Есть очень интересный немецкий поэт Герхард Фалькнер, который в 2008 году выпустил сборник HÖLDERLIN REPARATUR — перевести это сочетание слов невозможно. В вошедших в него текстах слышны отголоски поэзии Гёльдерлина. Я не совсем понимаю стихи Фалькнера, но слышу, что это грандиозная поэзия. Так же, например, поэт Гюнтер Валластер слышит, что полифоносемантика Александра Горнона грандиозна. А потом уже и объяснить, что такое полифоносемантика, на немецком можно, особенно если еще при этом можно показать работы Горнона, понятнее становится.
Что еще бодрит? Любопытство. Не будем скрывать, это главный движущий механизм переводческих процессов, и его много. Во время моего преподавания во Фрайбурге мы со студентами как-то увлеклись чтением стихов, и особенное впечатление произвел Генрих Сапгир, это была небольшая подборка стихов с предметами. Студенты сами захотели все перевести. Мы это вычистили, а потом забавно инсценировали и показали огромному множеству людей в старом здании вокзала. Им было любопытно, как предмет втягивается в стихотворение. Например, текст, который можно прочитать вслух при поедании лимона без сахара (когда откусить лимон, там написано) с соответствующей игрой физиономии, сложным образом сочетающейся со словами, которые подбирает Сапгир. Вот такой лимон бодрит сильно.
Еще бодрит то, что называется немецким словом Vorsprung — «преимущество во времени». Кое-какие вещи, которые мы проходим, в немецкоязычном пространстве уже прошли. Например, это касается постмодернистски окрашенной литературы. Конечно, волна таких текстов возникла не в девяностые годы в Германии, а гораздо раньше. Соответственно, немецкоязычному читателю, поскольку он литературу такого рода уже видел раньше, она близка как интересная и важная, она уже как-то осмыслена. Ему наш постмодернизм понимать легче. Если читатель, конечно, абстрагируется от реакции: «Да это у нас уже было!»
Не зря большим успехом пользуется в кругах немецкоязычной публики Алексей Слаповский. Например, переводы его романов «Анкета» (Formular) и «Первое второе пришествие» (Der heilige Nachbar, буквально — «Святой сосед»), а потом и замечательный перевод Ханнелоре Умбрайт сборника прозы «День денег» (Der Tag des Geldes) вышли с совсем небольшим отставанием.
Еще Слаповский очень важен сейчас для немецкоязычного театра: его пьесы много где ставят. Это специфическая ситуация, которая очень отличается от нашей: пьесы современных авторов имеют в немецкоязычном пространстве большие перспективы, потому что общество интересуется современной литературой — а значит, театрал с удовольствием пойдет смотреть спектакль, поставленный по современной пьесе. Современные хорошие пьесы — редкий вид, поэтому логично брать их отовсюду и активно переводить.

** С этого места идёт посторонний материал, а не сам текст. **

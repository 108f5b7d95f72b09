//! Validator nodes.
//!
//! Every node implements [`Validator`]. Containers and combinators hold their
//! children as [`ValidatorRef`]s, so any node (built-in or user-defined) can
//! appear anywhere in a tree.
//!
//! Nodes are usually produced by [`crate::parse`] from shorthand, but each can
//! also be constructed directly and passed back into shorthand as a
//! [`Schema`] value.

mod adapt;
mod combinators;
mod mapping;
mod object;
mod primitive;
mod sequence;
mod temporal;
mod traits;

use std::sync::Arc;

pub use adapt::{AdaptBy, AdaptFn, AdaptTo};
pub use combinators::{AllOf, AnyOf, ChainOf, NonNullable, Not, Nullable, Range};
pub use mapping::Mapping;
pub use object::{Object, ObjectBuilder};
pub use primitive::{Condition, Enum, Pattern, StringValidator, Type};
pub use sequence::{HeterogeneousSequence, HomogeneousSequence};
pub use temporal::{Temporal, TemporalKind};
pub use traits::{Validator, ValidatorRef};

use crate::schema::Schema;

macro_rules! impl_into_schema {
    ($($node:ty),* $(,)?) => {
        $(
            impl From<$node> for Schema {
                fn from(node: $node) -> Self {
                    Schema::Validator(Arc::new(node))
                }
            }
        )*
    };
}

impl_into_schema!(
    AdaptBy,
    AdaptTo,
    AllOf,
    AnyOf,
    ChainOf,
    Condition,
    Enum,
    HeterogeneousSequence,
    HomogeneousSequence,
    Mapping,
    NonNullable,
    Not,
    Nullable,
    Object,
    Pattern,
    Range,
    StringValidator,
    Temporal,
    Type,
);
/// A thread-safe table of named validators and factories.
///
/// # Resolution order
///
/// [`Registry::parse`] resolves shorthand in a fixed order:
/// 1. an already-built validator is returned as is
/// 2. a name registered in this registry returns the shared instance
/// 3. a regex becomes a `Pattern`
/// 4. a [`JsonType`](crate::JsonType) becomes a `Type`
/// 5. a one-element sequence becomes a `HomogeneousSequence` of that element
/// 6. any other sequence becomes a `HeterogeneousSequence`
/// 7. a map becomes an `Object`: `+key` is required, `?key` is optional, and
///    unmarked keys follow the parsing scope's default
/// 8. factories are tried, most recently registered first
/// 9. otherwise compilation fails with [`SchemaError::Unrecognized`]
///
/// [`Registry::new`] comes with the names `boolean`, `integer`, `number`,
/// `string`, `null`, `array` and `object`, and with factories for `"?name"`
/// (nullable), `"+name"` (non-nullable) and named predicates.
///
/// # Thread Safety
///
/// Both tables sit behind `RwLock`s. No lock is held while a factory runs, so
/// factories may call back into the registry.
///
/// # Example
///
/// ```rust
/// use shapecheck::{Registry, Validator};
/// use serde_json::json;
///
/// let registry = Registry::new();
/// registry.register("name", json!({"+first": "string", "last": "?string"})).unwrap();
///
/// let people = registry.parse(json!(["name"])).unwrap();
/// assert!(people.is_valid(&json!([{"first": "Ada", "last": null}])));
///
/// let err = people.validate(&json!([{"first": 1}]), false).unwrap_err();
/// assert_eq!(err.first().unwrap().path.to_string(), "[0].first");
/// ```
pub struct Registry {
    names: NameMap,
    factories: FactoryList,
}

Где еще проявляется Vorsprung в немецкой литературе? Например, в стихах. В немецкоязычной традиции давно господствует и главенствует нерифмованная поэзия — она не хочет знать ни рифм, ни строф. Поэтому русские авторы, работающие в этой традиции, при всех сложностях, которые они испытывают у нас, немецкими читателями воспринимаются на ура. Петербургский поэт Аркадий Драгомощенко понятен сразу немецкому человеку — и не потому, что родился в Потсдаме. Этот тип поэзии как во французскоязычном, так и в немецкоязычном пространстве отлично себя чувствует. А вот русскоязычным читателям понять немецких поэтов — а они практически все такие — очень затруднительно, вместе с тем это было бы крайне важной поддержкой нерифмованной поэзии в нашей стране.

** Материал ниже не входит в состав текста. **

//! Configuration errors raised while compiling a schema.

/// A schema could not be turned into a validator.
///
/// These are programmer errors in the schema itself, never caused by the
/// data being validated. They are only produced by [`crate::parse`],
/// [`crate::register`] and validator constructors.
#[derive(Debug, thiserror::Error)]
pub enum SchemaError {
    /// No resolution rule or factory recognized the shorthand.
    #[error("{0} cannot be parsed as a validator")]
    Unrecognized(String),

    /// A pattern shorthand or `Pattern` constructor got an invalid regex.
    #[error("invalid pattern: {0}")]
    InvalidPattern(#[from] regex::Error),

    /// A validator constructor got arguments it cannot work with.
    #[error("invalid argument: {0}")]
    InvalidArgument(String),
}
//! Path representation for locating offending values in nested structures.
//!
//! This module provides [`JsonPath`] and [`PathSegment`]. Validators build
//! paths innermost-first: each time an error leaves one level of nesting the
//! enclosing container prepends its segment, so by the time the error reaches
//! the caller the path reads root-to-leaf.

use std::collections::VecDeque;
use std::fmt::{self, Display};

/// A segment of a path.
#[derive(Debug, Clone, PartialEq, Eq, Hash)]
pub enum PathSegment {
    /// An object field access (e.g., `user`, `email`)
    Field(String),
    /// A sequence index access (e.g., `[0]`, `[42]`)
    Index(usize),
    /// A mapping key access, always rendered in brackets (e.g., `['k']`)
    Key(String),
}

impl PathSegment {
    /// Creates a new field segment.
    pub fn field(name: impl Into<String>) -> Self {
        PathSegment::Field(name.into())
    }

    /// Creates a new index segment.
    pub fn index(idx: usize) -> Self {
        PathSegment::Index(idx)
    }

    /// Creates a new mapping key segment.
    pub fn key(name: impl Into<String>) -> Self {
        PathSegment::Key(name.into())
    }
}

/// A path to a value in a nested structure.
///
/// `JsonPath` represents locations like `users[0].email`. Segments can be
/// appended (when walking down) or prepended (when an error propagates up).
///
/// # Example
///
/// ```rust
/// use shapecheck::JsonPath;
///
/// let path = JsonPath::root()
///     .push_field("users")
///     .push_index(0)
///     .push_field("email");
///
/// assert_eq!(path.to_string(), "users[0].email");
///
/// let outer = JsonPath::from_index(1).prepend_field("b").prepend_field("a");
/// assert_eq!(outer.to_string(), "a.b[1]");
/// ```
#[derive(Debug, Clone, PartialEq, Eq, Hash, Default)]
pub struct JsonPath {
    segments: VecDeque<PathSegment>,
}

impl JsonPath {
    /// Creates an empty path representing the root value.
    pub fn root() -> Self {
        Self::default()
    }

    /// Creates a path from a single field segment.
    pub fn from_field(name: impl Into<String>) -> Self {
        Self::root().prepend(PathSegment::Field(name.into()))
    }

    /// Creates a path from a single index segment.
    pub fn from_index(idx: usize) -> Self {
        Self::root().prepend(PathSegment::Index(idx))
    }

    /// Returns a new path with a field segment appended.
    pub fn push_field(&self, name: impl Into<String>) -> Self {
        let mut segments = self.segments.clone();
        segments.push_back(PathSegment::Field(name.into()));
        Self { segments }
    }

    /// Returns a new path with an index segment appended.
    pub fn push_index(&self, index: usize) -> Self {
        let mut segments = self.segments.clone();
        segments.push_back(PathSegment::Index(index));
        Self { segments }
    }

    /// Prepends a segment, consuming the path.
    ///
    /// This is the propagation step: the segment becomes the outermost one.
    pub fn prepend(mut self, segment: PathSegment) -> Self {
        self.segments.push_front(segment);
        self
    }

    /// Prepends a field segment.
    pub fn prepend_field(self, name: impl Into<String>) -> Self {
        self.prepend(PathSegment::Field(name.into()))
    }

    /// Prepends an index segment.
    pub fn prepend_index(self, index: usize) -> Self {
        self.prepend(PathSegment::Index(index))
    }

    /// Returns true if this is the root path (no segments).
    pub fn is_root(&self) -> bool {
        self.segments.is_empty()
    }

    /// Returns the number of segments in this path.
    pub fn len(&self) -> usize {
        self.segments.len()
    }

    /// Returns true if this path has no segments.
    pub fn is_empty(&self) -> bool {
        self.segments.is_empty()
    }

    /// Returns an iterator over the path segments, outermost first.
    pub fn segments(&self) -> impl Iterator<Item = &PathSegment> {
        self.segments.iter()
    }

    /// Returns the outermost segment, or None if this is root.
    pub fn first(&self) -> Option<&PathSegment> {
        self.segments.front()
    }

    /// Returns the innermost segment, or None if this is root.
    pub fn last(&self) -> Option<&PathSegment> {
        self.segments.back()
    }
}

/// True when a field name can be rendered with dot syntax.
fn is_identifier(name: &str) -> bool {
    let mut chars = name.chars();
    match chars.next() {
        Some(c) if c.is_alphabetic() || c == '_' => {}
        _ => return false,
    }
    chars.all(|c| c.is_alphanumeric() || c == '_')
}

fn write_quoted(f: &mut fmt::Formatter<'_>, name: &str) -> fmt::Result {
    write!(f, "['{}']", name.replace('\\', "\\\\").replace('\'', "\\'"))
}

impl Display for JsonPath {
    fn fmt(&self, f: &mut fmt::Formatter<'_>) -> fmt::Result {
        for (i, segment) in self.segments.iter().enumerate() {
            match segment {
                PathSegment::Field(name) if is_identifier(name) => {
                    if i > 0 {
                        write!(f, ".")?;
                    }
                    write!(f, "{}", name)?;
                }
                PathSegment::Field(name) | PathSegment::Key(name) => write_quoted(f, name)?,
                PathSegment::Index(idx) => write!(f, "[{}]", idx)?,
            }
        }
        Ok(())
    }
}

Мне вспомнилась и обратная ситуация, когда русскоязычный поэт был очень нужен немецкоязычным. Дело было в шестидесятые годы и в начале семидесятых. Тогда уже упомянутому Петеру Урбану пришло в голову, что экспериментальная поэзия Велимира Хлебникова совершено недоступна немецкоязычному читателю. Но он понимает, что Хлебников, в общем-то, непереводимый автор (особенно если мы возьмем его заумные стихи), объединяется со слависткой Роземари Циглер, и вдвоем они создают описания художественных методов, которые Хлебников использует в отдельно взятых стихотворениях. Они отобрали около пятидесяти стихотворений и пригласили немецкоязычных поэтов, чтобы те, опираясь на представленные им художественные методы Хлебникова, переложили его стихотворения на немецкий, пользуясь теми же приемами.

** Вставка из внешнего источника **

//! Error types.
//!
//! Three kinds of failure are kept apart:
//! - [`ValidationErrors`]: the input value does not conform (bad data)
//! - [`AdaptError`]: a conversion inside an adaptor failed in a way the node
//!   was not told to trap (broken adaptor code, fatal)
//! - [`SchemaError`]: the schema itself is malformed (compile time only)

mod schema_error;
mod validation_error;

use std::fmt;

use serde_json::Value;

pub use schema_error::SchemaError;
pub use validation_error::{ValidationError, ValidationErrors};

use crate::path::PathSegment;

/// The error returned by [`crate::Validator::validate`].
#[derive(Debug, thiserror::Error)]
pub enum Error {
    /// The value was rejected.
    #[error(transparent)]
    Invalid(ValidationErrors),

    /// An adaptor or predicate failed with a kind it does not trap.
    #[error("untrapped adaptor failure: {0}")]
    Adaptor(AdaptError),
}

impl Error {
    /// Shorthand for a single rejection of `value`.
    pub fn invalid(reason: impl Into<String>, value: &Value) -> Self {
        Error::Invalid(ValidationErrors::single(ValidationError::new(
            reason,
            value.clone(),
        )))
    }

    /// Prepends `segment` to every validation error; fatal failures pass through.
    pub fn at(self, segment: PathSegment) -> Self {
        match self {
            Error::Invalid(errors) => Error::Invalid(errors.at(segment)),
            fatal @ Error::Adaptor(_) => fatal,
        }
    }

    /// Prepends a field segment.
    pub fn at_field(self, name: &str) -> Self {
        self.at(PathSegment::field(name))
    }

    /// Prepends an index segment.
    pub fn at_index(self, index: usize) -> Self {
        self.at(PathSegment::Index(index))
    }

    /// Prepends a mapping key segment.
    pub fn at_key(self, key: &str) -> Self {
        self.at(PathSegment::key(key))
    }

    /// Returns the validation errors, if this is a rejection.
    pub fn validation_errors(&self) -> Option<&ValidationErrors> {
        match self {
            Error::Invalid(errors) => Some(errors),
            Error::Adaptor(_) => None,
        }
    }

    /// Returns the first validation error, if this is a rejection.
    pub fn first(&self) -> Option<&ValidationError> {
        self.validation_errors().map(ValidationErrors::first)
    }

    /// True for untrapped adaptor failures.
    pub fn is_fatal(&self) -> bool {
        matches!(self, Error::Adaptor(_))
    }
}

impl From<ValidationError> for Error {
    fn from(error: ValidationError) -> Self {
        Error::Invalid(ValidationErrors::single(error))
    }
}

impl From<ValidationErrors> for Error {
    fn from(errors: ValidationErrors) -> Self {
        Error::Invalid(errors)
    }
}

/// Category of a conversion failure.
///
/// Adaptor nodes declare which categories they trap; a trapped failure
/// becomes a [`ValidationError`], any other one surfaces as [`Error::Adaptor`].
#[derive(Debug, Clone, Copy, PartialEq, Eq, Hash)]
pub enum FailureKind {
    /// The value has a type the conversion cannot handle at all.
    Type,
    /// The value has the right type but unusable contents (e.g. `"12b"`).
    Value,
    /// The converted value does not fit the target representation.
    Overflow,
    /// A caller-defined category.
    Custom(&'static str),
}

impl fmt::Display for FailureKind {
    fn fmt(&self, f: &mut fmt::Formatter<'_>) -> fmt::Result {
        match self {
            FailureKind::Type => f.write_str("type"),
            FailureKind::Value => f.write_str("value"),
            FailureKind::Overflow => f.write_str("overflow"),
            FailureKind::Custom(name) => f.write_str(name),
        }
    }
}

/// A failure raised by an adaptor function or a predicate.
#[derive(Debug, Clone, PartialEq, thiserror::Error)]
#[error("{message}")]
pub struct AdaptError {
    /// The failure category, matched against a node's [`Traps`].
    pub kind: FailureKind,
    /// Human-readable message; becomes the validation reason when trapped.
    pub message: String,
}

impl AdaptError {
    /// Creates a failure of the given kind.
    pub fn new(kind: FailureKind, message: impl Into<String>) -> Self {
        Self {
            kind,
            message: message.into(),
        }
    }

    /// Creates a [`FailureKind::Type`] failure.
    pub fn type_error(message: impl Into<String>) -> Self {
        Self::new(FailureKind::Type, message)
    }

    /// Creates a [`FailureKind::Value`] failure.
    pub fn value_error(message: impl Into<String>) -> Self {
        Self::new(FailureKind::Value, message)
    }
}

/// The set of failure kinds a node converts into validation errors.
#[derive(Debug, Clone, Default, PartialEq, Eq)]
pub enum Traps {
    /// Every failure is trapped.
    #[default]
    All,
    /// No failure is trapped; all of them are fatal.
    Nothing,
    /// Only the listed kinds are trapped.
    Only(Vec<FailureKind>),
}

impl Traps {
    /// Traps exactly the given kinds.
    pub fn only(kinds: impl IntoIterator<Item = FailureKind>) -> Self {
        Traps::Only(kinds.into_iter().collect())
    }

    /// True if `kind` is trapped.
    pub fn contains(&self, kind: FailureKind) -> bool {
        match self {
            Traps::All => true,
            Traps::Nothing => false,
            Traps::Only(kinds) => kinds.contains(&kind),
        }
    }

    /// Applies the trap set: trapped failures become a rejection of `value`,
    /// everything else becomes fatal.
    pub(crate) fn classify(&self, failure: AdaptError, value: &Value) -> Error {
        if self.contains(failure.kind) {
            Error::invalid(failure.message, value)
        } else {
            Error::Adaptor(failure)
        }
    }
}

Так родился гигантский проект, в который включились Пауль Целан, Ханс Магнус Энценсбергер, которые уже до этого к Хлебникову активно обращались, и замечательный немецко-румынский поэт Оскар Пастиор, который тоже с Хлебниковым уже выстраивал особые отношения. Подключилась признанная теперь «королева поэзии» Фридерике Майрёкер, немыслимо знаменитый Эрнст Яндль, замечательный экспериментальный поэт Франц Мон, грандиозный визуальный поэт Герхард Рюм. В общем, цвет немецкоязычной поэзии. И в результате их художественных усилий в 1972 году вышло солидное издание: произведения Хлебникова на немецком языке в двух томах.
Сейчас тоже, вот уже много лет, существует один проект такого типа — «Поэтическая диВЕРСия» / VERSSCHMUGGEL (дословно — контрабанда стихов). Он построен похоже, но нацелен не на творчество грандиозного авангардиста прошлого, а на современных авторов. Заключается он во встречах поэтов из разных стран и совместном создании ими переводов стихов друг друга. Такой проект работает интересно, а вот бы сделать еще и нечто подобное переводам Хлебникова, в духе Урбана.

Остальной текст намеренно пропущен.